• Problem:
Identify every line in the records below that contains the word "crate", and copy each of those lines.

• Input data:
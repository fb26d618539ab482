//! Legacy-client front-end for financial payloads.
//!
//! The desktop client posts camelCase-ish keys (`fuenteIngreso`, `ingreso`,
//! `arriendoHipo`, `services`, ...), its own source codes (`salario`,
//! `freelance`, ...) and currency-formatted text such as `"$1,000,000"`. This
//! adapter only renames fields and chooses [`NumberPolicy::Currency`]; the
//! checks themselves are the shared [`validate_fields`] chain.

use serde::Deserialize;
use serde_json::{Map, Value};

use super::financial::{FinancialError, FinancialFields, NumberPolicy, Schema, validate_fields};
use super::payload::{FieldValue, decode_object};
use crate::control::Outcome;
use crate::domain::{FinancialSnapshot, IncomeSource};

/// The legacy-client schema.
pub const LEGACY_SCHEMA: Schema = Schema {
    source_field: "fuenteIngreso",
    income_field: "ingreso",
    expense_fields: [
        "arriendoHipo",
        "services",
        "alimentacion",
        "transporte",
        "otros",
    ],
    allowed_sources: &["salario", "freelance", "negocio", "pension", "inversion", "otros"],
    resolve_source: legacy_source,
    numbers: NumberPolicy::Currency,
};

/// Maps a legacy source code to the canonical source.
///
/// Canonical names are accepted as well.
#[must_use]
pub fn legacy_source(code: &str) -> Option<IncomeSource> {
    match code.trim().to_lowercase().as_str() {
        "salario" => Some(IncomeSource::Empleo),
        "freelance" => Some(IncomeSource::Independiente),
        "inversion" => Some(IncomeSource::Inversiones),
        other => IncomeSource::parse(other),
    }
}

#[derive(Debug, Default, Deserialize)]
#[serde(default)]
struct LegacyFinancialPayload {
    #[serde(rename = "fuenteIngreso")]
    fuente_ingreso: Option<FieldValue>,
    #[serde(rename = "fuenteIngresos")]
    fuente_ingresos: Option<FieldValue>,
    ingreso: Option<FieldValue>,
    #[serde(rename = "arriendoHipo")]
    arriendo_hipo: Option<FieldValue>,
    services: Option<FieldValue>,
    alimentacion: Option<FieldValue>,
    transporte: Option<FieldValue>,
    otros: Option<FieldValue>,
}

impl From<LegacyFinancialPayload> for FinancialFields {
    fn from(payload: LegacyFinancialPayload) -> Self {
        Self {
            source: payload.fuente_ingreso.or(payload.fuente_ingresos),
            income: payload.ingreso,
            expenses: [
                payload.arriendo_hipo,
                payload.services,
                payload.alimentacion,
                payload.transporte,
                payload.otros,
            ],
        }
    }
}

/// Validates a legacy-client object into the normalized snapshot.
///
/// # Errors
///
/// Returns the first failing check as a [`FinancialError`], naming the
/// legacy field.
pub fn validate_legacy_financial(
    object: Map<String, Value>,
) -> Outcome<FinancialSnapshot, FinancialError> {
    decode_object::<LegacyFinancialPayload>(object)
        .map_err(FinancialError::from)
        .bind(|payload| validate_fields(&LEGACY_SCHEMA, payload.into()))
}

• Answer to this task:
use crate::control::Outcome;
use crate::domain::{FinancialSnapshot, IncomeSource};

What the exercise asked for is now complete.